Juice Man Unicorn Frappe, Candy King Strawberry Watermelon, Melon Lush, Blue Raspberry Bubblegum and Cotton Candy Worms. These are just some of the “tasty” selections offered on one website that sells Vape pods. All contain nicotine, and in order to buy them, this editor only had to click on a button that said I was over 21. Any minor could do the same.

I visited the website after listening to UCLA Public Health Specialist Dr. Burt Cowgill speak on “What Should I Know about the Risks of Vaping?” at Palisades High School on March 11.

An assistant professor in the Fielding School of Public Health, Cowgill has been working in California schools for the past five years to help understand and develop interventions to reduce teen vaping.

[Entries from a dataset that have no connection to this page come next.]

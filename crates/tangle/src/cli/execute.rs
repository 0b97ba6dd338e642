//! Command execution logic.
//!
//! This module contains the implementation of all CLI commands.

use anyhow::Result;
use std::io::Write;
use tangle_engine::Query;
use tokio::io::{AsyncBufReadExt, BufReader};

use super::args::{InitArgs, QueryArgs, ReplArgs};
use crate::app::App;
use crate::catalog::Catalog;
use crate::output::{self, OutputConfig, OutputMode};
use crate::router::parse_query;

/// Words that leave the REPL.
const QUIT_COMMANDS: [&str; 2] = ["quit", "exit"];

/// Execute the init command
pub async fn execute_init(args: &InitArgs, config: &OutputConfig) -> Result<()> {
    use crate::commands::init;

    let current_dir = std::env::current_dir()?;

    if !args.quiet {
        println!("Initializing tangle workspace...");
    }

    let result = init::init(&current_dir, args.example).await?;

    if !args.quiet {
        println!(
            "{}",
            output::success(
                &format!("Initialized tangle in {}", result.tangle_dir.display()),
                config
            )
        );
        println!("  Config: {}", result.config_file.display());
        println!("  Graphs: {}", result.graphs_dir.display());
        if let Some(example) = &result.example_graph {
            println!("  Example graph: {}", example.display());
        }
    }

    Ok(())
}

/// Execute the query command
pub fn execute_query(
    app: &App,
    args: &QueryArgs,
    output_mode: OutputMode,
    config: &OutputConfig,
) -> Result<()> {
    let query = Query::new(args.kind, args.params.iter().map(String::as_str))?;

    if args.per_graph {
        let outcomes = app.catalog().execute_per_graph(&query);
        output::print_outcomes(&outcomes, output_mode, config)?;
        return Ok(());
    }

    let results = app.catalog().execute(&query)?;
    output::print_results(&query, &results, output_mode, config)?;
    Ok(())
}

/// Execute the repl command
///
/// Reads one query per line from stdin until end of input or `quit`/`exit`.
/// A failing query prints its reason and the session carries on.
pub async fn execute_repl(
    app: &App,
    args: &ReplArgs,
    output_mode: OutputMode,
    config: &OutputConfig,
) -> Result<()> {
    let show_prompt = !args.quiet && output_mode == OutputMode::Text;
    let mut lines = BufReader::new(tokio::io::stdin()).lines();

    loop {
        if show_prompt {
            let mut err = std::io::stderr().lock();
            write!(err, "> ")?;
            err.flush()?;
        }

        let Some(line) = lines.next_line().await? else {
            break;
        };
        let line = line.trim();
        if line.is_empty() {
            continue;
        }
        if QUIT_COMMANDS.iter().any(|quit| line.eq_ignore_ascii_case(quit)) {
            break;
        }

        match run_line(app.catalog(), line) {
            Ok((query, results)) => output::print_results(&query, &results, output_mode, config)?,
            Err(err) => output::print_failure(&err, output_mode, config)?,
        }
    }

    tracing::debug!("REPL session ended");
    Ok(())
}

/// Parse and run one query line.
fn run_line(catalog: &Catalog, line: &str) -> crate::error::Result<(Query, Vec<String>)> {
    let query = parse_query(line)?;
    let results = catalog.execute(&query)?;
    Ok((query, results))
}

/// Execute the graphs command
pub fn execute_graphs(app: &App, output_mode: OutputMode, config: &OutputConfig) -> Result<()> {
    output::print_graphs(
        &app.catalog().summaries(),
        app.warnings(),
        output_mode,
        config,
    )?;
    Ok(())
}

/// Execute the kinds command
pub fn execute_kinds(output_mode: OutputMode, config: &OutputConfig) -> Result<()> {
    output::print_kinds(output_mode, config)?;
    Ok(())
}

#[cfg(test)]
mod tests {
    use super::*;
    use crate::catalog::NamedGraph;
    use tangle_engine::DependencyGraph;

    fn catalog() -> Catalog {
        let graph = DependencyGraph::from_adjacency([
            ("com.google.Component", vec!["com.google.CatsFactory", "com.google.Helper"]),
            ("com.google.CatsFactory", vec!["com.google.Cat"]),
        ]);
        Catalog::new(vec![NamedGraph::new("cats", graph)])
    }

    #[test]
    fn test_run_line() {
        let (query, results) =
            run_line(&catalog(), "somepath com.google.Component com.google.Cat").unwrap();

        assert_eq!(query.to_string(), "somepath com.google.Component com.google.Cat");
        assert_eq!(
            results,
            vec!["com.google.Component -> com.google.CatsFactory -> com.google.Cat"]
        );
    }

    #[test]
    fn test_run_line_failure_message() {
        let err = run_line(&catalog(), "deps com.google.Cats").unwrap_err();

        assert_eq!(
            output::failure_text(&err),
            "Execution failed. Reason: Binding with name com.google.Cats contains a typo and not found in the graph. Maybe you meant com.google.Cat?"
        );
    }

    #[test]
    fn test_run_line_empty() {
        let err = run_line(&catalog(), "   ").unwrap_err();
        assert!(matches!(err, crate::error::Error::EmptyQuery));
    }
}
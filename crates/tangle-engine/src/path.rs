//! Paths through the binding graph and the walk state used to find them.

use serde::{Serialize, Serializer};
use std::collections::HashSet;
use std::fmt;

/// Separator between nodes in the string form of a [`Path`].
pub const PATH_SEPARATOR: &str = " -> ";

/// A simple path: consecutive nodes are joined by a dependency edge and no
/// node appears twice.
///
/// Displays as the node names joined with [`PATH_SEPARATOR`] and serializes
/// as a list of node names.
///
/// Paths returned by a search always hold at least the source node. An empty
/// `Path` only exists while one is being assembled with [`Path::push_last`].
#[derive(Debug, Clone, Default, PartialEq, Eq, Hash)]
pub struct Path {
    nodes: Vec<String>,
}

impl Path {
    /// Create an empty path to build on with [`Path::push_last`].
    #[must_use]
    pub fn new() -> Self {
        Self::default()
    }

    /// Append `node` to the end of the path.
    pub fn push_last(&mut self, node: impl Into<String>) {
        self.nodes.push(node.into());
    }

    /// Remove and return the last node.
    pub fn pop_last(&mut self) -> Option<String> {
        self.nodes.pop()
    }

    /// The last node, if any.
    #[must_use]
    pub fn last(&self) -> Option<&str> {
        self.nodes.last().map(String::as_str)
    }

    /// The first node, if any.
    #[must_use]
    pub fn first(&self) -> Option<&str> {
        self.nodes.first().map(String::as_str)
    }

    /// Whether the path has no nodes.
    #[must_use]
    pub fn is_empty(&self) -> bool {
        self.nodes.is_empty()
    }

    /// Number of nodes on the path.
    #[must_use]
    pub fn len(&self) -> usize {
        self.nodes.len()
    }

    /// The nodes from source to target.
    #[must_use]
    pub fn nodes(&self) -> &[String] {
        &self.nodes
    }
}

impl fmt::Display for Path {
    fn fmt(&self, f: &mut fmt::Formatter<'_>) -> fmt::Result {
        f.write_str(&self.nodes.join(PATH_SEPARATOR))
    }
}

impl Serialize for Path {
    fn serialize<S: Serializer>(&self, serializer: S) -> Result<S::Ok, S::Error> {
        self.nodes.serialize(serializer)
    }
}

impl<S: Into<String>> FromIterator<S> for Path {
    fn from_iter<I: IntoIterator<Item = S>>(iter: I) -> Self {
        Self {
            nodes: iter.into_iter().map(Into::into).collect(),
        }
    }
}

/// Walk state for a single depth-first search.
///
/// Holds the nodes on the current walk as a stack, with a companion set for
/// constant-time "already on this walk?" checks. A node is in `visited` iff
/// it is on `stack`. Every `push` must be matched by exactly one `pop` on
/// every exit path so the tracker is empty again once the search returns.
#[derive(Debug, Default)]
pub struct PathTracker<'g> {
    stack: Vec<&'g str>,
    visited: HashSet<&'g str>,
}

impl<'g> PathTracker<'g> {
    /// Create an empty tracker.
    #[must_use]
    pub fn new() -> Self {
        Self::default()
    }

    /// Step onto `node`.
    pub fn push(&mut self, node: &'g str) {
        self.stack.push(node);
        self.visited.insert(node);
    }

    /// Step back off the most recently pushed node.
    pub fn pop(&mut self) -> Option<&'g str> {
        let node = self.stack.pop()?;
        self.visited.remove(node);
        Some(node)
    }

    /// Whether `node` is on the current walk.
    #[must_use]
    pub fn contains(&self, node: &str) -> bool {
        self.visited.contains(node)
    }

    /// The node at the head of the walk.
    #[must_use]
    pub fn peek(&self) -> Option<&'g str> {
        self.stack.last().copied()
    }

    /// Number of nodes on the walk.
    #[must_use]
    pub fn depth(&self) -> usize {
        self.stack.len()
    }

    /// Whether the walk is empty (and nothing is marked visited).
    #[must_use]
    pub fn is_empty(&self) -> bool {
        self.stack.is_empty() && self.visited.is_empty()
    }

    /// Snapshot the current walk as an owned [`Path`].
    #[must_use]
    pub fn current(&self) -> Path {
        self.stack.iter().copied().collect()
    }
}

#[cfg(test)]
mod tests {
    use super::*;

    #[test]
    fn test_path_display_joins_with_arrow() {
        let path: Path = ["com.google.A", "com.google.B", "com.google.D"]
            .into_iter()
            .collect();

        assert_eq!(path.to_string(), "com.google.A -> com.google.B -> com.google.D");
        assert_eq!(path.first(), Some("com.google.A"));
        assert_eq!(path.last(), Some("com.google.D"));
        assert_eq!(path.len(), 3);
    }

    #[test]
    fn test_path_push_and_pop() {
        let mut path = Path::new();
        assert!(path.is_empty());

        path.push_last("A");
        path.push_last("B");
        assert_eq!(path.last(), Some("B"));
        assert_eq!(path.pop_last().as_deref(), Some("B"));
        assert_eq!(path.to_string(), "A");
    }

    #[test]
    fn test_path_serializes_as_node_list() {
        let path: Path = ["A", "B"].into_iter().collect();
        assert_eq!(serde_json::to_string(&path).unwrap(), r#"["A","B"]"#);
    }

    #[test]
    fn test_tracker_visited_follows_stack() {
        let mut tracker = PathTracker::new();
        tracker.push("A");
        tracker.push("B");

        assert!(tracker.contains("A"));
        assert!(tracker.contains("B"));
        assert_eq!(tracker.peek(), Some("B"));
        assert_eq!(tracker.depth(), 2);
        assert_eq!(tracker.current().to_string(), "A -> B");

        assert_eq!(tracker.pop(), Some("B"));
        assert!(!tracker.contains("B"));
        assert_eq!(tracker.pop(), Some("A"));
        assert!(tracker.is_empty());
        assert_eq!(tracker.pop(), None);
    }

    #[test]
    fn test_snapshot_is_independent_of_tracker() {
        let mut tracker = PathTracker::new();
        tracker.push("A");
        let snapshot = tracker.current();
        tracker.push("B");

        assert_eq!(snapshot.to_string(), "A");
    }
}
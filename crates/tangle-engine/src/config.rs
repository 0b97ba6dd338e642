//! Engine configuration.

use crate::deadline::Deadline;
use serde::{Deserialize, Serialize};
use std::time::Duration;

/// Largest edit distance at which an unknown name still gets suggestions.
///
/// `com.google.CatsFactories` (three edits) suggests `com.google.CatsFactory`;
/// `com.google.com.CatsFactory` (four edits) suggests nothing.
pub const DEFAULT_MAX_EDIT_DISTANCE: usize = 3;

/// Tunables for query execution.
#[derive(Debug, Clone, PartialEq, Eq, Serialize, Deserialize)]
#[serde(rename_all = "kebab-case", default)]
pub struct EngineConfig {
    /// Suggestions further than this from the requested name are dropped.
    pub max_edit_distance: usize,

    /// Upper bound on suggestions per unknown name. `None` keeps every tie.
    pub max_suggestions: Option<usize>,

    /// Wall-clock limit per query, in milliseconds. `None` means unbounded.
    pub timeout_ms: Option<u64>,
}

impl EngineConfig {
    /// The per-query limit as a [`Duration`].
    #[must_use]
    pub fn timeout(&self) -> Option<Duration> {
        self.timeout_ms.map(Duration::from_millis)
    }

    /// Start a fresh deadline from the configured timeout.
    #[must_use]
    pub fn deadline(&self) -> Deadline {
        self.timeout().map_or_else(Deadline::none, Deadline::after)
    }
}

impl Default for EngineConfig {
    fn default() -> Self {
        Self {
            max_edit_distance: DEFAULT_MAX_EDIT_DISTANCE,
            max_suggestions: None,
            timeout_ms: None,
        }
    }
}

#[cfg(test)]
mod tests {
    use super::*;

    #[test]
    fn test_defaults() {
        let config = EngineConfig::default();
        assert_eq!(config.max_edit_distance, 3);
        assert_eq!(config.max_suggestions, None);
        assert_eq!(config.timeout(), None);
    }

    #[test]
    fn test_partial_config_fills_in_defaults() {
        let config: EngineConfig = serde_json::from_str(r#"{"timeout-ms": 1500}"#).unwrap();

        assert_eq!(config.max_edit_distance, DEFAULT_MAX_EDIT_DISTANCE);
        assert_eq!(config.timeout(), Some(Duration::from_millis(1500)));
    }
}
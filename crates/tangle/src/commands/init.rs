//! Implementation of the `init` command.
//!
//! Creates the `.tangle/` directory with a default configuration and an
//! empty graphs directory, optionally seeded with a sample component graph.

use crate::config::{CONFIG_FILE_NAME, DEFAULT_GRAPHS_DIR, TANGLE_DIR_NAME, TangleConfig};
use crate::error::{ConfigError, Result};
use crate::loader::save_graph_file;
use std::path::{Path, PathBuf};
use tangle_engine::DependencyGraph;
use tokio::fs;

/// File name of the sample graph written by `init --example`
pub const EXAMPLE_GRAPH_FILE: &str = "beach.jsonl";

/// Result of the init command
#[derive(Debug)]
pub struct InitResult {
    /// Path to the created tangle directory
    pub tangle_dir: PathBuf,
    /// Path to the created config file
    pub config_file: PathBuf,
    /// Path to the created graphs directory
    pub graphs_dir: PathBuf,
    /// Path to the sample graph, if one was written
    pub example_graph: Option<PathBuf>,
}

/// Initialize a new tangle workspace in `base_dir`.
///
/// # Errors
///
/// Returns an error if:
/// - The `.tangle/` directory already exists
/// - File system operations fail
pub async fn init(base_dir: &Path, example: bool) -> Result<InitResult> {
    let tangle_dir = base_dir.join(TANGLE_DIR_NAME);

    if tangle_dir.exists() {
        return Err(ConfigError::AlreadyInitialized(tangle_dir).into());
    }

    fs::create_dir_all(&tangle_dir).await?;

    let config_file = tangle_dir.join(CONFIG_FILE_NAME);
    TangleConfig::default().save(&config_file).await?;

    let graphs_dir = base_dir.join(DEFAULT_GRAPHS_DIR);
    fs::create_dir_all(&graphs_dir).await?;

    let example_graph = if example {
        let path = graphs_dir.join(EXAMPLE_GRAPH_FILE);
        save_graph_file(&path, &beach_graph()).await?;
        Some(path)
    } else {
        None
    };

    tracing::debug!(dir = %tangle_dir.display(), example, "Initialized workspace");

    Ok(InitResult {
        tangle_dir,
        config_file,
        graphs_dir,
        example_graph,
    })
}

/// A small beach resort component, for trying queries out.
#[must_use]
pub fn beach_graph() -> DependencyGraph {
    DependencyGraph::from_adjacency([
        ("com.example.beach.BeachComponent", vec!["com.example.beach.Beach"]),
        (
            "com.example.beach.Beach",
            vec![
                "java.util.Set<com.example.beach.Tourist>",
                "java.util.Set<com.example.beach.Staff>",
                "com.example.beach.IceCreamShop",
            ],
        ),
        (
            "java.util.Set<com.example.beach.Tourist>",
            vec!["com.example.beach.Tourist"],
        ),
        (
            "java.util.Set<com.example.beach.Staff>",
            vec!["com.example.beach.Lifeguard"],
        ),
        (
            "java.util.List<com.example.beach.Staff>",
            vec!["com.example.beach.Manager"],
        ),
        (
            "com.example.beach.TouristsComponent",
            vec!["com.example.beach.Tourist"],
        ),
        (
            "com.example.beach.Apartment",
            vec![
                "com.example.beach.Bed",
                "com.example.beach.MiniBar",
                "com.example.beach.TV",
                "com.example.beach.Phone",
                "com.example.beach.Tourist",
            ],
        ),
        (
            "com.example.beach.MiniBar",
            vec![
                "com.example.beach.CocaCola",
                "com.example.beach.Fanta",
                "com.example.beach.Sprite",
            ],
        ),
    ])
}
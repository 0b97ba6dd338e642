//! Color and styling helpers for CLI output.
//!
//! Semantic Color Theme:
//!   - Success:   green   (init summary)
//!   - Error:     red     (failed queries)
//!   - Warning:   yellow  (load warnings)
//!   - Binding:   cyan    (node names in results)
//!   - Muted:     dimmed  (path arrows, field labels, empty results)
//!   - Emphasis:  bold    (section headers, graph names)

use colored::Colorize;
use tangle_engine::PATH_SEPARATOR;

use super::OutputConfig;

/// Apply semantic "success" color (green) to text.
pub fn success(text: &str, config: &OutputConfig) -> String {
    if !config.use_colors {
        return text.to_string();
    }
    text.green().to_string()
}

/// Apply semantic "error" color (red) to text.
pub fn error(text: &str, config: &OutputConfig) -> String {
    if !config.use_colors {
        return text.to_string();
    }
    text.red().to_string()
}

/// Apply semantic "warning" color (yellow) to text.
pub fn warning(text: &str, config: &OutputConfig) -> String {
    if !config.use_colors {
        return text.to_string();
    }
    text.yellow().to_string()
}

/// Colorize a binding name (cyan).
pub(crate) fn binding(name: &str, config: &OutputConfig) -> String {
    if !config.use_colors {
        return name.to_string();
    }
    name.cyan().to_string()
}

/// Apply dimmed style to text.
pub(crate) fn dimmed(text: &str, config: &OutputConfig) -> String {
    if !config.use_colors {
        return text.to_string();
    }
    text.dimmed().to_string()
}

/// Apply bold style to text (for section headers).
pub(crate) fn bold(text: &str, config: &OutputConfig) -> String {
    if !config.use_colors {
        return text.to_string();
    }
    text.bold().to_string()
}

/// Colorize a rendered path: bindings cyan, arrows dimmed.
///
/// Single binding names pass through as a binding.
pub(crate) fn path(line: &str, config: &OutputConfig) -> String {
    if !config.use_colors {
        return line.to_string();
    }
    let arrow = dimmed(PATH_SEPARATOR, config);
    line.split(PATH_SEPARATOR)
        .map(|node| binding(node, config))
        .collect::<Vec<_>>()
        .join(&arrow)
}
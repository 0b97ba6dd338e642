//! Running queries across every loaded component graph.
//!
//! A project usually compiles several components, each with its own binding
//! graph. A query is answered by running it against each graph in order and
//! concatenating the results. A graph where a parameter is unknown does not
//! fail the query as long as some other graph answers it.

use serde::Serialize;
use std::sync::Arc;
use tangle_engine::{DependencyGraph, EngineConfig, Error, Query, QueryExecutor};

/// A component graph and the name it was loaded under.
#[derive(Debug, Clone)]
pub struct NamedGraph {
    /// Graph name, usually the file stem of its source.
    pub name: String,
    /// The graph itself, shared read-only between queries.
    pub graph: Arc<DependencyGraph>,
}

impl NamedGraph {
    /// Wrap `graph` under `name`.
    pub fn new(name: impl Into<String>, graph: DependencyGraph) -> Self {
        Self {
            name: name.into(),
            graph: Arc::new(graph),
        }
    }
}

/// Size summary of a loaded graph.
#[derive(Debug, Clone, PartialEq, Eq, Serialize)]
pub struct GraphSummary {
    /// Graph name.
    pub name: String,
    /// Number of bindings.
    pub nodes: usize,
    /// Number of dependency edges.
    pub edges: usize,
}

/// Result of a query against one graph.
#[derive(Debug)]
pub struct GraphOutcome {
    /// Name of the graph the query ran against.
    pub graph: String,
    /// What that graph answered.
    pub outcome: Result<Vec<String>, Error>,
}

/// Every loaded graph plus the engine settings queries run with.
#[derive(Debug, Clone, Default)]
pub struct Catalog {
    graphs: Vec<NamedGraph>,
    config: EngineConfig,
}

impl Catalog {
    /// Create a catalog over `graphs`, queried in the given order.
    #[must_use]
    pub fn new(graphs: Vec<NamedGraph>) -> Self {
        Self {
            graphs,
            config: EngineConfig::default(),
        }
    }

    /// Use `config` for every query.
    #[must_use]
    pub fn with_config(mut self, config: EngineConfig) -> Self {
        self.config = config;
        self
    }

    /// The graphs in query order.
    #[must_use]
    pub fn graphs(&self) -> &[NamedGraph] {
        &self.graphs
    }

    /// Engine settings in use.
    #[must_use]
    pub fn config(&self) -> &EngineConfig {
        &self.config
    }

    /// Whether no graph is loaded.
    #[must_use]
    pub fn is_empty(&self) -> bool {
        self.graphs.is_empty()
    }

    /// Node and edge counts per graph.
    #[must_use]
    pub fn summaries(&self) -> Vec<GraphSummary> {
        self.graphs
            .iter()
            .map(|named| GraphSummary {
                name: named.name.clone(),
                nodes: named.graph.node_count(),
                edges: named.graph.edge_count(),
            })
            .collect()
    }

    /// Run `query` against every graph and concatenate the results.
    ///
    /// The query succeeds when some graph produced a result or no graph
    /// failed. Otherwise the most relevant failure is returned: an unknown
    /// name with suggestions, then an unknown name without, then anything
    /// else. Among equally relevant failures the first graph's wins. One
    /// deadline covers the whole run, and an abort is returned at once.
    ///
    /// # Errors
    ///
    /// Returns the selected engine error as described above.
    pub fn execute(&self, query: &Query) -> Result<Vec<String>, Error> {
        let deadline = self.config.deadline();
        let mut results = Vec::new();
        let mut failure: Option<(u8, Error)> = None;

        for named in &self.graphs {
            let executor = QueryExecutor::new(named.graph.as_ref())
                .with_config(self.config.clone())
                .with_deadline(deadline.clone());

            match executor.execute(query) {
                Ok(found) => results.extend(found),
                Err(err) if err.is_aborted() => return Err(err),
                Err(err) => {
                    tracing::debug!(graph = %named.name, error = %err, "Query failed for graph");
                    let rank = relevance(&err);
                    if failure.as_ref().is_none_or(|(best, _)| rank < *best) {
                        failure = Some((rank, err));
                    }
                }
            }
        }

        match failure {
            Some((_, err)) if results.is_empty() => Err(err),
            _ => Ok(results),
        }
    }

    /// Run `query` against every graph, keeping each graph's answer apart.
    #[must_use]
    pub fn execute_per_graph(&self, query: &Query) -> Vec<GraphOutcome> {
        let deadline = self.config.deadline();
        self.graphs
            .iter()
            .map(|named| GraphOutcome {
                graph: named.name.clone(),
                outcome: QueryExecutor::new(named.graph.as_ref())
                    .with_config(self.config.clone())
                    .with_deadline(deadline.clone())
                    .execute(query),
            })
            .collect()
    }
}

/// Lower is more relevant to the user.
fn relevance(err: &Error) -> u8 {
    match err {
        _ if err.is_misspelling() => 0,
        Error::UnknownNode { .. } => 1,
        _ => 2,
    }
}
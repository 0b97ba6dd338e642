//! Workspace configuration.
//!
//! A tangle workspace is a directory containing `.tangle/config.yaml`:
//!
//! ```yaml
//! graphs: .tangle/graphs
//! engine:
//!   max-edit-distance: 3
//!   max-suggestions: null
//!   timeout-ms: 5000
//! ```
//!
//! `graphs` is resolved relative to the workspace root.

use crate::error::{ConfigError, Result};
use serde::{Deserialize, Serialize};
use std::path::{Path, PathBuf};
use tangle_engine::EngineConfig;
use tokio::fs;

/// Name of the tangle directory
pub const TANGLE_DIR_NAME: &str = ".tangle";

/// Name of the configuration file
pub const CONFIG_FILE_NAME: &str = "config.yaml";

/// Default location of graph files, relative to the workspace root
pub const DEFAULT_GRAPHS_DIR: &str = ".tangle/graphs";

/// Maximum directory depth to traverse when searching for the workspace root
pub const MAX_TRAVERSAL_DEPTH: usize = 256;

/// Configuration file structure for tangle
#[derive(Debug, Clone, PartialEq, Eq, Serialize, Deserialize)]
#[serde(rename_all = "kebab-case")]
pub struct TangleConfig {
    /// Directory (or single file) holding the binding graphs
    #[serde(default = "default_graphs")]
    pub graphs: String,

    /// Query engine settings
    #[serde(default)]
    pub engine: EngineConfig,
}

fn default_graphs() -> String {
    DEFAULT_GRAPHS_DIR.to_string()
}

impl Default for TangleConfig {
    fn default() -> Self {
        Self {
            graphs: default_graphs(),
            engine: EngineConfig::default(),
        }
    }
}

impl TangleConfig {
    /// Load configuration from a file
    ///
    /// # Errors
    ///
    /// Returns an IO error if the file cannot be read, or
    /// `ConfigError::Yaml` if it is not a valid configuration.
    pub async fn load(path: &Path) -> Result<Self> {
        let content = fs::read_to_string(path).await?;
        Self::parse(&content)
    }

    /// Parse configuration from YAML text
    ///
    /// # Errors
    ///
    /// Returns `ConfigError::Yaml` if `content` is not a valid configuration.
    pub fn parse(content: &str) -> Result<Self> {
        Ok(serde_yaml::from_str(content).map_err(ConfigError::Yaml)?)
    }

    /// Save configuration to a file
    ///
    /// # Errors
    ///
    /// Returns an error if serialization or the write fails.
    pub async fn save(&self, path: &Path) -> Result<()> {
        let content = serde_yaml::to_string(self).map_err(ConfigError::Yaml)?;
        fs::write(path, content).await?;
        Ok(())
    }

    /// Absolute location of the graphs for a workspace rooted at `root`.
    #[must_use]
    pub fn graphs_path(&self, root: &Path) -> PathBuf {
        root.join(&self.graphs)
    }
}

/// Find the workspace root by searching up the directory tree.
///
/// Returns the first directory, starting at `start_dir`, that contains a
/// `.tangle/` directory, or `None` once the filesystem root or the maximum
/// traversal depth is reached.
#[must_use]
pub fn find_tangle_root(start_dir: &Path) -> Option<PathBuf> {
    let mut current = start_dir.to_path_buf();
    let mut depth = 0;

    loop {
        if current.join(TANGLE_DIR_NAME).is_dir() {
            return Some(current);
        }

        depth += 1;
        if depth > MAX_TRAVERSAL_DEPTH || !current.pop() {
            return None;
        }
    }
}
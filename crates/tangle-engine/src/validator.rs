//! Resolution of query parameters against a graph.

use crate::config::EngineConfig;
use crate::error::{Error, Result};
use crate::graph::GraphModel;
use crate::matcher::closest_names;

/// Checks that requested names exist, suggesting corrections when they don't.
#[derive(Debug)]
pub struct NodeValidator<'g, G: GraphModel + ?Sized> {
    graph: &'g G,
    max_distance: usize,
    max_suggestions: Option<usize>,
}

impl<'g, G: GraphModel + ?Sized> NodeValidator<'g, G> {
    /// Create a validator for `graph` using the distance limits in `config`.
    pub fn new(graph: &'g G, config: &EngineConfig) -> Self {
        Self {
            graph,
            max_distance: config.max_edit_distance,
            max_suggestions: config.max_suggestions,
        }
    }

    /// Return `name` unchanged if it is a node of the graph.
    ///
    /// # Errors
    ///
    /// Returns `Error::UnknownNode` with the closest node names when `name`
    /// is not in the graph.
    pub fn resolve<'n>(&self, name: &'n str) -> Result<&'n str> {
        if self.graph.contains(name) {
            return Ok(name);
        }

        let suggestions: Vec<String> = closest_names(
            name,
            self.graph.all_nodes(),
            self.max_distance,
            self.max_suggestions,
        )
        .into_iter()
        .map(str::to_string)
        .collect();

        tracing::debug!(
            node = name,
            suggestions = suggestions.len(),
            "Unknown node in query"
        );

        Err(Error::UnknownNode {
            name: name.to_string(),
            suggestions,
        })
    }

    /// Resolve every name in order, stopping at the first unknown one.
    ///
    /// # Errors
    ///
    /// Returns the `Error::UnknownNode` of the first name not in the graph.
    pub fn resolve_all<'n, S: AsRef<str>>(&self, names: &'n [S]) -> Result<Vec<&'n str>> {
        names
            .iter()
            .map(|name| self.resolve(name.as_ref()))
            .collect()
    }
}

Much of the challenge in curbing vaping, especially by teens, is the lack of information for students and parents, plus lax governmental regulation regarding this health hazard.

Even though teen cigarette smoking reached an all-point low around 2011, effective marketing and advertising by tobacco companies, which began selling candy-like nicotine flavors, has resulted in a discouraging rise in vaping, and an increase in kids using tobacco.

“Anytime you have a flavor like unicorn vomit, you’re targeting kids,” Cowgill said. “Think of any flavor of candy and the tobacco industry has it.”

The problem is found not only in high schools, but in middle schools everywhere. Kids know that cigarettes are a dangerous product, but don’t feel that way about vaping.

“I got interested in vaping about six years ago,” Cowgill told the audience of mostly students and a few parents. “We’re starting to see a repeat of history. JUUL, one of the most popular e-cigarettes, is using the same marketing that was used when cigarette smoking was the norm.”

Cowgill said that tobacco products became a major industry in the late 1800s, when companies began registering with the various stock exchanges and thus came under pressure from stockholders to keep increasing their revenue every year.

Between WWI and WWII, smoking almost tripled and the highest use was among the military. The advertising promised that smoking would release stress and that it protected your throat against coughs.

By the 1950s, doctors were starting to see a link between smoking and cancer, and yet some of them still endorsed cigarettes in full-page magazine ads. .

In the 1970s, state governments started taxing tobacco products, and “as the cost of a pack of cigarettes went up, fewer people were smoking,” Cowgill said. Then,  by the end of the 1990s, the tobacco industry’s assertions that smoking was not harmful started being challenged by lawsuits, which tobacco companies lost.

Annual deaths from tobacco use kept declining and fewer and fewer teens were smoking or starting to smoke. But in  2003, Chinese pharmacist Ho Lik, who was a heavy smoker and who had lost his father to lung cancer, invented the e-cigarette.

He had hoped that the device would help him quit cigarettes. (E-cigarettes have not been approved by the FDA as a quit-smoking aid, and there is limited evidence that they are effective at helping smokers quit.)

E-cigarettes were introduced in the U.S. in 2006 and the product, although it contained tobacco and nicotine, was not regulated. “There were no limits on ads and no limits on the age,” Cowgill said.

Vaping devices (e-cigarettes) are battery-operated devices that people use to inhale an aerosol, nicotine (though not always), flavorings and other chemicals.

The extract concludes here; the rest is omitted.